Inoltre – e questo appare l’approdo concettuale più significativo dell’opera – il sociologo americano focalizzava la sua attenzione sulla relazione tra l’io dell’attore sociale e le sue esperienze pubbliche e storiche. Solamente esplorando questa tensione costante tra l’io e il mondo e tra il presente individuale e la storia, si sarebbero create le basi per una nuova immaginazione sociologica.
Un manifesto metodologico di rara potenza ancora privo, però, di una forma espressiva e rappresentativa adeguate. Quella che solamente qualche anno più tardi, nel 1964, sarà teorizzata, ad esempio, da Marshall McLuhan in Understandig media (apparso in Italia con il titolo Gli strumenti del comunicare) con l’idea di “configurazione”. È l’avvento del cinema e successivamente quello dei media elettronici – quindi di linguaggi nuovi – a favorire secondo McLuhan la transizione dalle “connessioni lineari” alle “configurazioni”. Sono i mezzi di comunicazione moderni, i loro funzionamenti e il loro studio a suggerire l’idea che solo l’occhio e la mente del fruitore possono creare delle configurazioni di significato non più governate dalla causalità ma dalla simultaneità, una transizione che rende visibile un presente intrecciato col passato e un io nutrito dal mondo.
Gli studiosi che come Charles Wright Mills o Marshall McLuhan hanno contestato apertamente o attraverso una prassi teorica originale le sociologie dominanti hanno finito spesso per costituire un corpus eterogeneo e inutilizzabile, prestandosi a essere percepiti, nel migliore dei casi, come il riferimento intellettuale di qualche pensiero eterodosso o, molto più spesso, per essere dimenticati.

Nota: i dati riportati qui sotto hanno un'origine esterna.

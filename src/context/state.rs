//! Per-conversation heuristic state
//!
//! State transitions are pure reducers `(state, event) -> state` so a
//! conversation can be replayed deterministically from its turn log. User
//! messages and model replies are separate events; a model failure simply
//! means the reply event never happens.

use crate::context::rules;
use crate::models::RetirementParameters;
use lazy_static::lazy_static;
use regex::Regex;
use serde::Serialize;
use std::collections::HashMap;

lazy_static! {
    static ref PROPERTY_VALUE: Regex =
        Regex::new(r"(\d+(?:\.\d+)?)\s*(m|million|mio|k|thousand)?").unwrap();
    static ref INCOME_FIGURE: Regex = Regex::new(r"income.*?([\d,]+)").unwrap();
    static ref LAST_NUMBER: Regex = Regex::new(r"\d+([.,]\d+)?(\s*[kmKM])?").unwrap();
}

/// Phrases a reply closes a calculation with
const CLOSING_PHRASES: &[&str] = &[
    "In conclusion",
    "To summarize",
    "In summary",
    "Based on my analysis",
];

/// What kind of input the model's last question is waiting for
#[derive(Debug, Clone, Copy, PartialEq, Eq, Serialize)]
#[serde(rename_all = "snake_case")]
pub enum ExpectedInput {
    PropertyValue,
    Income,
    CurrentAge,
    RetirementAge,
}

/// Retirement facts accumulated over the conversation
#[derive(Debug, Clone, Default, PartialEq, Serialize)]
pub struct RetirementContext {
    pub current_age: Option<u32>,
    pub target_retirement_age: Option<u32>,
    pub target_annual_income: Option<f64>,
    /// Target minus current age; negative if the target is already past
    pub years_until_retirement: Option<i64>,
}

impl RetirementContext {
    fn recompute_timeframe(&mut self) {
        self.years_until_retirement = match (self.current_age, self.target_retirement_age) {
            (Some(current), Some(target)) => Some(i64::from(target) - i64::from(current)),
            _ => None,
        };
    }

    pub fn is_empty(&self) -> bool {
        *self == Self::default()
    }
}

/// Heuristic state for one conversation. Held only in process memory.
#[derive(Debug, Clone, Default, Serialize)]
pub struct ConversationState {
    /// The calculation the user is currently interested in
    pub active_topic: Option<String>,
    pub last_question: Option<String>,
    pub pending_confirmation: bool,
    pub calculation_context: HashMap<String, String>,
    pub last_value_mentioned: Option<String>,
    pub last_property_discussed: Option<String>,
    pub last_income_discussed: Option<f64>,
    pub pending_inputs: Vec<ExpectedInput>,
    pub retirement: RetirementContext,
}

/// Events a conversation state reacts to
#[derive(Debug, Clone, Copy)]
pub enum ConversationEvent<'a> {
    /// Age/retirement/value signals present in any user input, long or short
    UserSignals(&'a str),
    /// A full user sentence; runs topic detection on top of the signals
    UserMessage(&'a str),
    /// A short bare value merged with the pending topic
    UserValueFragment(&'a str),
    /// The model's reply for this turn
    ModelReply(&'a str),
    /// Retirement parameters supplied with the financial snapshot
    SnapshotRetirement(&'a RetirementParameters),
}

/// Pure reducer: applies one event and returns the successor state.
pub fn reduce(state: &ConversationState, event: ConversationEvent) -> ConversationState {
    let mut next = state.clone();

    match event {
        ConversationEvent::UserSignals(text) => apply_user_signals(&mut next, text),
        ConversationEvent::UserMessage(text) => {
            apply_user_signals(&mut next, text);
            apply_topic_detection(&mut next, text);
        }
        ConversationEvent::UserValueFragment(value) => apply_value_fragment(&mut next, value),
        ConversationEvent::ModelReply(text) => apply_model_reply(&mut next, text),
        ConversationEvent::SnapshotRetirement(params) => apply_snapshot(&mut next, params),
    }

    next
}

fn apply_user_signals(state: &mut ConversationState, text: &str) {
    if let Some(age) = rules::extract_age(text) {
        state.retirement.current_age = Some(age);
        state.retirement.recompute_timeframe();
    }

    if let Some(target) = rules::extract_retirement_age(text) {
        state.retirement.target_retirement_age = Some(target);
        state.retirement.recompute_timeframe();
    }

    if let Some(income) = rules::extract_retirement_income(text) {
        state.retirement.target_annual_income = Some(income);
    }

    if let Some(last) = LAST_NUMBER.find_iter(text).last() {
        state.last_value_mentioned = Some(last.as_str().to_string());
    }
}

fn apply_topic_detection(state: &mut ConversationState, text: &str) {
    let lower = text.to_lowercase();

    let property_words = ["property", "mortgage", "house", "apartment", "buy", "afford"];
    if property_words.iter().any(|w| lower.contains(w)) {
        state.active_topic = Some("property affordability calculation".to_string());
        state.last_question = Some(text.to_string());
        state.pending_confirmation = text.contains('?');

        if state.pending_confirmation
            && ["price", "cost", "value", "worth"].iter().any(|w| lower.contains(w))
        {
            state.pending_inputs = vec![ExpectedInput::PropertyValue];
        }

        if let Some(captures) = PROPERTY_VALUE.captures(&lower) {
            if let Ok(mut value) = captures[1].parse::<f64>() {
                match captures.get(2).map(|m| m.as_str()) {
                    Some("m") | Some("million") | Some("mio") => value *= 1_000_000.0,
                    Some("k") | Some("thousand") => value *= 1000.0,
                    _ => {}
                }
                state.last_property_discussed = Some(format_amount(value));
            }
        }

        if lower.contains("income") {
            if let Some(captures) = INCOME_FIGURE.captures(&lower) {
                let figure = captures[1].to_string();
                state
                    .calculation_context
                    .insert("income".to_string(), figure.clone());
                if let Ok(parsed) = figure.replace(',', "").parse::<f64>() {
                    state.last_income_discussed = Some(parsed);
                }
            }
        }
    } else if lower.contains("tax") {
        state.active_topic = Some("tax optimization".to_string());
        state.last_question = Some(text.to_string());
        state.pending_confirmation = text.contains('?');
    } else if lower.contains("invest") || lower.contains("portfolio") {
        state.active_topic = Some("investment portfolio analysis".to_string());
        state.last_question = Some(text.to_string());
        state.pending_confirmation = text.contains('?');
    } else if lower.contains("retire") || lower.contains("pension") {
        state.active_topic = Some("retirement planning".to_string());
        state.last_question = Some(text.to_string());
        state.pending_confirmation = text.contains('?');
    }
}

fn apply_value_fragment(state: &mut ConversationState, value: &str) {
    state.last_value_mentioned = Some(value.to_string());

    let topic_mentions = |needle: &str| {
        state
            .active_topic
            .as_deref()
            .map(|t| t.contains(needle))
            .unwrap_or(false)
    };

    if topic_mentions("property") || topic_mentions("mortgage") || state.last_property_discussed.is_some() {
        state.last_property_discussed = Some(value.to_string());
    }

    if topic_mentions("income")
        || topic_mentions("salary")
        || state.pending_inputs.contains(&ExpectedInput::Income)
    {
        let digits: String = value
            .chars()
            .filter(|c| c.is_ascii_digit() || *c == '.')
            .collect();
        if let Ok(parsed) = digits.parse::<f64>() {
            state.last_income_discussed = Some(parsed);
        }
    }
}

fn apply_model_reply(state: &mut ConversationState, text: &str) {
    let lower = text.to_lowercase();

    if text.contains('?') {
        state.pending_confirmation = true;

        if lower.contains("property")
            && ["price", "value", "cost"].iter().any(|w| lower.contains(w))
        {
            state.pending_inputs = vec![ExpectedInput::PropertyValue];
        }

        if lower.contains("income") {
            state.pending_inputs = vec![ExpectedInput::Income];
        }

        if lower.contains("age") && !lower.contains("retirement age") {
            state.pending_inputs = vec![ExpectedInput::CurrentAge];
        }

        if lower.contains("retirement") && lower.contains("age") {
            state.pending_inputs = vec![ExpectedInput::RetirementAge];
        }
    } else {
        state.pending_confirmation = false;
    }

    if CLOSING_PHRASES.iter().any(|phrase| text.contains(phrase)) {
        state.active_topic = None;
        state.pending_confirmation = false;
        state.pending_inputs.clear();
    }
}

fn apply_snapshot(state: &mut ConversationState, params: &RetirementParameters) {
    if let Some(age) = params.current_age {
        state.retirement.current_age = Some(age);
    }
    if let Some(target) = params.target_retirement_age {
        state.retirement.target_retirement_age = Some(target);
    }
    if let Some(income) = params.target_annual_income {
        state.retirement.target_annual_income = Some(income);
    }
    state.retirement.recompute_timeframe();
}

fn format_amount(value: f64) -> String {
    if value == value.trunc() {
        format!("{}", value as i64)
    } else {
        format!("{}", value)
    }
}

#[cfg(test)]
mod tests {
    use super::*;

    #[test]
    fn test_age_then_retirement_age_yields_timeframe() {
        let state = ConversationState::default();
        let state = reduce(&state, ConversationEvent::UserMessage("I am 30 years old"));
        assert_eq!(state.retirement.current_age, Some(30));
        assert_eq!(state.retirement.years_until_retirement, None);

        let state = reduce(
            &state,
            ConversationEvent::UserMessage("I want to retire at age 60"),
        );
        assert_eq!(state.retirement.target_retirement_age, Some(60));
        assert_eq!(state.retirement.years_until_retirement, Some(30));
    }

    #[test]
    fn test_reducer_leaves_input_state_untouched() {
        let original = ConversationState::default();
        let _ = reduce(&original, ConversationEvent::UserMessage("mortgage question?"));
        assert!(original.active_topic.is_none());
    }

    #[test]
    fn test_property_message_sets_active_topic() {
        let state = reduce(
            &ConversationState::default(),
            ConversationEvent::UserMessage("Can I afford a house worth 800k?"),
        );
        assert_eq!(
            state.active_topic.as_deref(),
            Some("property affordability calculation")
        );
        assert!(state.pending_confirmation);
        assert_eq!(state.pending_inputs, vec![ExpectedInput::PropertyValue]);
        assert_eq!(state.last_property_discussed.as_deref(), Some("800000"));
    }

    #[test]
    fn test_tax_message_without_question_mark() {
        let state = reduce(
            &ConversationState::default(),
            ConversationEvent::UserMessage("Help me with my tax deductions"),
        );
        assert_eq!(state.active_topic.as_deref(), Some("tax optimization"));
        assert!(!state.pending_confirmation);
    }

    #[test]
    fn test_model_question_sets_expected_input() {
        let state = reduce(
            &ConversationState::default(),
            ConversationEvent::ModelReply("What is the value of the property you want to buy?"),
        );
        assert!(state.pending_confirmation);
        assert_eq!(state.pending_inputs, vec![ExpectedInput::PropertyValue]);

        let state = reduce(&state, ConversationEvent::ModelReply("How old are you?"));
        assert_eq!(state.pending_inputs, vec![ExpectedInput::CurrentAge]);
    }

    #[test]
    fn test_closing_language_resets_topic() {
        let mut state = reduce(
            &ConversationState::default(),
            ConversationEvent::UserMessage("Can I afford a house?"),
        );
        state = reduce(&state, ConversationEvent::ModelReply("Would you like details?"));
        assert!(state.active_topic.is_some());
        assert!(state.pending_confirmation);

        let state = reduce(
            &state,
            ConversationEvent::ModelReply(
                "In summary, the purchase is within your budget.",
            ),
        );
        assert!(state.active_topic.is_none());
        assert!(!state.pending_confirmation);
        assert!(state.pending_inputs.is_empty());
    }

    #[test]
    fn test_value_fragment_fills_property_context() {
        let mut state = reduce(
            &ConversationState::default(),
            ConversationEvent::UserMessage("I want to buy a property"),
        );
        state = reduce(&state, ConversationEvent::UserValueFragment("750k"));

        assert_eq!(state.last_value_mentioned.as_deref(), Some("750k"));
        assert_eq!(state.last_property_discussed.as_deref(), Some("750k"));
    }

    #[test]
    fn test_income_fragment_parses_number() {
        let mut state = ConversationState::default();
        state.pending_inputs = vec![ExpectedInput::Income];

        let state = reduce(&state, ConversationEvent::UserValueFragment("11500"));
        assert_eq!(state.last_income_discussed, Some(11_500.0));
    }

    #[test]
    fn test_snapshot_retirement_merges_and_computes() {
        let params = RetirementParameters {
            current_age: Some(35),
            target_retirement_age: Some(65),
            target_annual_income: Some(80_000.0),
        };
        let state = reduce(
            &ConversationState::default(),
            ConversationEvent::SnapshotRetirement(&params),
        );
        assert_eq!(state.retirement.years_until_retirement, Some(30));
        assert_eq!(state.retirement.target_annual_income, Some(80_000.0));
    }

    #[test]
    fn test_income_mention_recorded_in_calculation_context() {
        let state = reduce(
            &ConversationState::default(),
            ConversationEvent::UserMessage(
                "Can I afford a house with my income of 11,500 per month?",
            ),
        );
        assert_eq!(
            state.calculation_context.get("income").map(String::as_str),
            Some("11,500")
        );
        assert_eq!(state.last_income_discussed, Some(11_500.0));
    }
}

La nuova edizione di un libro come L’immaginazione sociologica, con la sua critica dettagliata e ficcante all’empirismo, che sfocia nell’astrazione, e alle teorizzazioni sistemiche, che divengono monoliti inutilizzabili, può indicarci una strada nuova sintetizzata dalle parole del suo autore:
“Quanto più le immagini della natura umana diventano problematiche, tanto più si sente il bisogno di osservare con maggiore attenzione, e al tempo stesso con più vivace uso dell’immaginazione”.
- Marshall McLuhan, Gli strumenti del comunicare, il Saggiatore, Milano, 2016.